そこで、種を擦り合わせて殻を割り、一晩水に浸けてからまくと発芽しやすくなります。(コップなど固いものを殻に当てて転がすと割りやすいです。)


殻を割る際に、中に入っている種を傷つけないよう注意しましょう。
育苗して植え付けも可能
パクチーは直根性で直播きに向きますが、ポットで育苗してから畑への植え付けも可能です。(移植栽培)
ポット(直径9cmの3号サイズ)に種まき用の培養土を入れ、2〜3粒ずつ種をまきます。その上に軽く土をかぶせ、たっぷり水をあげましょう。


本葉が出たら適宜間引いて最終的に1本立ちにし、本葉4〜5枚の苗に育ったら畑に植え付けます。
根が傷つくと生育が悪くなるので、植え付けの際に根をあまり触らないように気をつけましょう。
育苗日数 | 発芽適温 | 生育適温 |
---|---|---|
25日前後 | 20〜25℃ | 18〜25℃ |
間引き
発芽したら生育に応じて順次間引きをし、適切な株間に広げます。


本葉2〜3枚で株間5cm、本葉4〜5枚で株間10cm、本葉7〜8枚で最終株間15cmにします。
追肥
本葉5〜6枚の頃、株元に追肥を施します。

その後は様子を見ながら、葉の色が薄かったり黄色っぽくなっていたら、適宜追肥していきます。
敷きワラマルチ
パクチーは乾燥を嫌うので、株元に敷きワラや刈草などを敷いて湿度を保つようにします。

土が乾いていたら、水やりをしておきましょう。
「敷きワラマルチ」は冬場の保温、泥跳ねによる病気も防ぐので、敷いておくと安心です。
暑さ・寒さ対策
パクチーは意外と暑さに弱く、また真夏の直射日光にさらされ続けると葉が固くなるため、盛夏には「遮光ネット」を掛けて防暑します。(裾はあけておきます。)

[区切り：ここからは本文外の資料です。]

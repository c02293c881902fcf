use serde::{Deserialize, Serialize};
use std::path::Path;

use crate::distributions::{AcceptReject, Bernoulli, Exponential, Gaussian, Uniform};
use crate::error::{SimError, SimResult};
use crate::random::Lcg;

/// How C1 completions feed the `sent_by_c1` counter.
#[derive(Debug, Clone, Copy, PartialEq, Eq, Default, Serialize, Deserialize)]
pub enum SentCounting {
    /// Every C1 completion counts once.
    #[default]
    Once,
    /// A completion that leaves the system counts twice. Kept so results can
    /// be compared with reports produced under that convention.
    Legacy,
}

/// Stochastic parameters of the three-computer network.
#[derive(Debug, Clone, PartialEq, Serialize, Deserialize)]
#[serde(default)]
pub struct ModelParams {
    /// Arrival rate of external messages at C2 (per second).
    pub c2_arrival_rate: f64,
    pub c2_service_min: f64,
    pub c2_service_max: f64,
    pub c1_service_mean: f64,
    pub c1_service_std_dev: f64,
    pub c3_reject_probability: f64,
    pub c2_return_probability: f64,
    pub c3_return_probability: f64,
}

impl Default for ModelParams {
    fn default() -> Self {
        Self {
            c2_arrival_rate: 1.0 / 15.0,
            c2_service_min: 5.0,
            c2_service_max: 10.0,
            c1_service_mean: 3.0,
            c1_service_std_dev: 1.0,
            c3_reject_probability: 0.75,
            c2_return_probability: 0.2,
            c3_return_probability: 0.5,
        }
    }
}

/// Validated samplers built from `ModelParams`.
#[derive(Debug, Clone, Copy)]
pub struct Samplers {
    pub c2_arrival: Exponential,
    pub c2_service: Uniform,
    pub c3_arrival: AcceptReject,
    pub c3_service: AcceptReject,
    pub c1_service: Gaussian,
    pub c3_reject: Bernoulli,
    pub c2_return: Bernoulli,
    pub c3_return: Bernoulli,
}

impl ModelParams {
    /// Builds every sampler, rejecting parameters that could yield a negative
    /// service time.
    pub fn samplers(&self) -> SimResult<Samplers> {
        if self.c2_service_min < 0.0 {
            return Err(SimError::distribution(
                "uniform",
                format!("C2 service time must be non-negative, got min {}", self.c2_service_min),
            ));
        }
        if self.c1_service_mean <= 0.0 {
            return Err(SimError::distribution(
                "gaussian",
                format!("C1 service mean must be positive, got {}", self.c1_service_mean),
            ));
        }
        Ok(Samplers {
            c2_arrival: Exponential::new(self.c2_arrival_rate)?,
            c2_service: Uniform::new(self.c2_service_min, self.c2_service_max)?,
            c3_arrival: AcceptReject::c3_inter_arrival(),
            c3_service: AcceptReject::c3_processing_time(),
            c1_service: Gaussian::new(self.c1_service_mean, self.c1_service_std_dev)?,
            c3_reject: Bernoulli::new(self.c3_reject_probability)?,
            c2_return: Bernoulli::new(self.c2_return_probability)?,
            c3_return: Bernoulli::new(self.c3_return_probability)?,
        })
    }
}

#[derive(Debug, Clone, PartialEq, Serialize, Deserialize)]
#[serde(default)]
pub struct RunConfig {
    /// Simulated-time limit in seconds.
    pub horizon: f64,
    /// 1-based index used in reports.
    pub run_index: u32,
    pub seed: u32,
    /// Wall-clock pause between events, for watching a run step by step.
    pub pace_ms: Option<u64>,
    pub sent_counting: SentCounting,
    /// Keep a `(time, kind, processor)` log of every handled event.
    pub record_trace: bool,
    pub model: ModelParams,
}

impl Default for RunConfig {
    fn default() -> Self {
        Self {
            horizon: crate::DEFAULT_HORIZON,
            run_index: 1,
            seed: crate::DEFAULT_SEED,
            pace_ms: None,
            sent_counting: SentCounting::Once,
            record_trace: false,
            model: ModelParams::default(),
        }
    }
}

impl RunConfig {
    pub fn with_horizon(mut self, horizon: f64) -> Self {
        self.horizon = horizon;
        self
    }

    pub fn with_seed(mut self, seed: u32) -> Self {
        self.seed = seed;
        self
    }

    pub fn with_run_index(mut self, run_index: u32) -> Self {
        self.run_index = run_index;
        self
    }

    pub fn with_trace(mut self) -> Self {
        self.record_trace = true;
        self
    }

    pub fn with_sent_counting(mut self, counting: SentCounting) -> Self {
        self.sent_counting = counting;
        self
    }

    /// Configuration of run `k` (0-based) of a batch: its own index and an
    /// independent generator stream derived from this config's seed.
    pub fn for_run(&self, k: u32) -> RunConfig {
        let mut cfg = self.clone();
        cfg.run_index = k + 1;
        cfg.seed = Lcg::stream_seed(self.seed, k);
        cfg
    }

    pub fn validate(&self) -> SimResult<()> {
        if !self.horizon.is_finite() || self.horizon < 0.0 {
            return Err(SimError::InvalidConfig(format!(
                "horizon must be a finite non-negative number of seconds, got {}",
                self.horizon
            )));
        }
        self.model.samplers().map(|_| ())
    }

    pub fn from_json_str(s: &str) -> SimResult<Self> {
        let config: RunConfig = serde_json::from_str(s)?;
        config.validate()?;
        Ok(config)
    }

    pub fn from_path(path: impl AsRef<Path>) -> SimResult<Self> {
        let raw = std::fs::read_to_string(path)?;
        Self::from_json_str(&raw)
    }
}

また、寒さに強いパクチーは秋まき冬採り栽培も可能です。冬に入ったら防寒のためビニールで覆ってトンネル栽培にします。
収穫
草丈が20cm以上になったら、葉をハサミや手で摘み取って収穫します。


収穫後に追肥しておくと生育が衰えずに長く収穫できます。
パクチーは暖かくなってくると花を咲かせます。花が咲いて実がなると、枯れて収穫できなくなります。

長い期間、葉を収穫したい場合は、花芽を見つけたらこまめに切り取っておきましょう。
種の収穫
種を収穫する場合は、花を摘まずにそのまま咲かせて結実させます。

全体的に枯れて種も茶色く乾燥したら、手で扱きとって収穫します。
収穫した種は、翌年の播種に。また料理の香辛料として使うことができます。
連作障害
同じ科の野菜を同じ場所で続けて栽培すると、土壌中の成分バランスが偏って、病気や生育不良になりやすくなる「連作障害」。
パクチーは連作障害を避けるために、同じ場所での栽培間隔を1〜2年あけるようにします。